Londrina viveu ontem um dia inédito em sua história política, ficando sem prefeito até as 17 horas, quando o presidente da Câmara de Vereadores, Jorge Scaff (PSB) resolveu assumir o cargo, vago desde o fim da tarde de quarta-feira, devido ao afastamento do prefeito Antonio Belinati por 90 dias. Scaff assumiu o comando da 3ª maior cidade do sul do País com a renúncia do presidente do Legislativo, Renato Araújo (PPB), que optou por garantir uma eventual reeleição.
Pela manhã no gabinete do prefeito, o clima era de incerteza e indefinição porque no dia anterior Scaff havia anunciado que tomaria posse, porém não oficializou sua decisão. A possibilidade de uma nova decisão do Tribunal de Justiça (TJ) de reconduzir Antonio Belinati ao cargo fez com que o vereador adiasse sua posse para o fim da tarde. ‘‘Sempre espero as coisas acontecerem e propositadamente atrasei a posse’’, reconheceu o prefeito interino.
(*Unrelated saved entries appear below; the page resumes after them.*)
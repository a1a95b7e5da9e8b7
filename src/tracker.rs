//! Tracking façade
//!
//! The operations exposed to callers. Each one is a thin composition of the
//! identity resolver, the release source, the store and the sync engine;
//! errors from those layers are passed through unchanged.

use std::sync::Arc;
use tracing::{debug, info};

use crate::config::Config;
use crate::error::{Result, TrackerError};
use crate::identity::IdentityResolver;
use crate::model::TrackedRepository;
use crate::source::ReleaseSource;
use crate::store::RepoStore;
use crate::sync::{SyncEngine, SyncOutcome, SyncSummary};

/// Options controlling how [`Tracker::add`] validates a reference
#[derive(Debug, Clone)]
pub struct TrackerOptions {
    /// Host accepted in repository URLs and used for canonical URLs
    pub host: String,
    /// Ask the release source whether the repository exists before inserting
    pub verify_on_add: bool,
    /// Concurrency bound for [`Tracker::sync_all`]
    pub max_parallel: usize,
}

impl Default for TrackerOptions {
    fn default() -> Self {
        Self {
            host: "github.com".to_string(),
            verify_on_add: true,
            max_parallel: 4,
        }
    }
}

impl From<&Config> for TrackerOptions {
    fn from(config: &Config) -> Self {
        Self {
            host: config.github.host.clone(),
            verify_on_add: config.github.verify_on_add,
            max_parallel: config.sync.max_parallel,
        }
    }
}

pub struct Tracker {
    store: Arc<RepoStore>,
    source: Arc<dyn ReleaseSource>,
    resolver: IdentityResolver,
    engine: SyncEngine,
    verify_on_add: bool,
}

impl Tracker {
    pub fn new(store: Arc<RepoStore>, source: Arc<dyn ReleaseSource>, options: TrackerOptions) -> Self {
        let engine = SyncEngine::new(store.clone(), source.clone(), options.max_parallel);

        Self {
            store,
            source,
            resolver: IdentityResolver::new(options.host),
            engine,
            verify_on_add: options.verify_on_add,
        }
    }

    /// Start tracking the repository named by a URL or owner/name reference.
    pub async fn add(&self, reference: &str) -> Result<TrackedRepository> {
        let mut identity = self.resolver.resolve(reference)?;
        let mut url = identity.canonical_url(self.resolver.host());

        if self.verify_on_add {
            let upstream = self
                .source
                .lookup_repository(&identity)
                .await?
                .ok_or_else(|| TrackerError::UnknownRepository(identity.full_name()))?;

            if upstream.identity != identity {
                debug!("{} is canonically {}", identity, upstream.identity);
            }
            identity = upstream.identity;
            url = upstream
                .html_url
                .unwrap_or_else(|| identity.canonical_url(self.resolver.host()));
        }

        let repo = self.store.insert(&identity, &url)?;
        info!("Tracking {} (id {})", repo.full_name(), repo.id);
        Ok(repo)
    }

    /// Stop tracking a repository. Returns whether it was tracked.
    pub fn remove(&self, id: i64) -> Result<bool> {
        let removed = self.store.remove(id)?;
        if removed {
            info!("Stopped tracking repository {}", id);
        }
        Ok(removed)
    }

    pub fn list(&self) -> Result<Vec<TrackedRepository>> {
        self.store.list_all()
    }

    pub fn get(&self, id: i64) -> Result<Option<TrackedRepository>> {
        self.store.get_by_id(id)
    }

    /// Refresh the cached latest release of one repository
    pub async fn sync(&self, id: i64) -> Result<SyncOutcome> {
        self.engine.sync_repository(id).await
    }

    /// Refresh every tracked repository
    pub async fn sync_all(&self) -> Result<SyncSummary> {
        self.engine.sync_all().await
    }

    /// Mark the cached release of a repository as seen by the user
    pub fn acknowledge(&self, id: i64) -> Result<()> {
        if self.store.mark_seen(id)? {
            debug!("Repository {} marked as seen", id);
            Ok(())
        } else {
            Err(TrackerError::NotFound(id))
        }
    }
}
‘‘Nós estamos sem prefeito’’, dizia pela manhã uma das secretárias do gabinete. A assessoria de imprensa também não sabia se Jorge Scaff precisaria assinar o termo de posse, fato que ocorre quando o chefe do Executivo se ausenta da prefeitura por mais de 15 dias. Os secretários Jair Gravena (Fazenda), Sidney de Oliveira (Governo) e o procurador-geral do município, Osmar Vieira da Silva, se reuniram depois que o próprio Jorge Scaff foi à prefeitura tentar saber o que fazer.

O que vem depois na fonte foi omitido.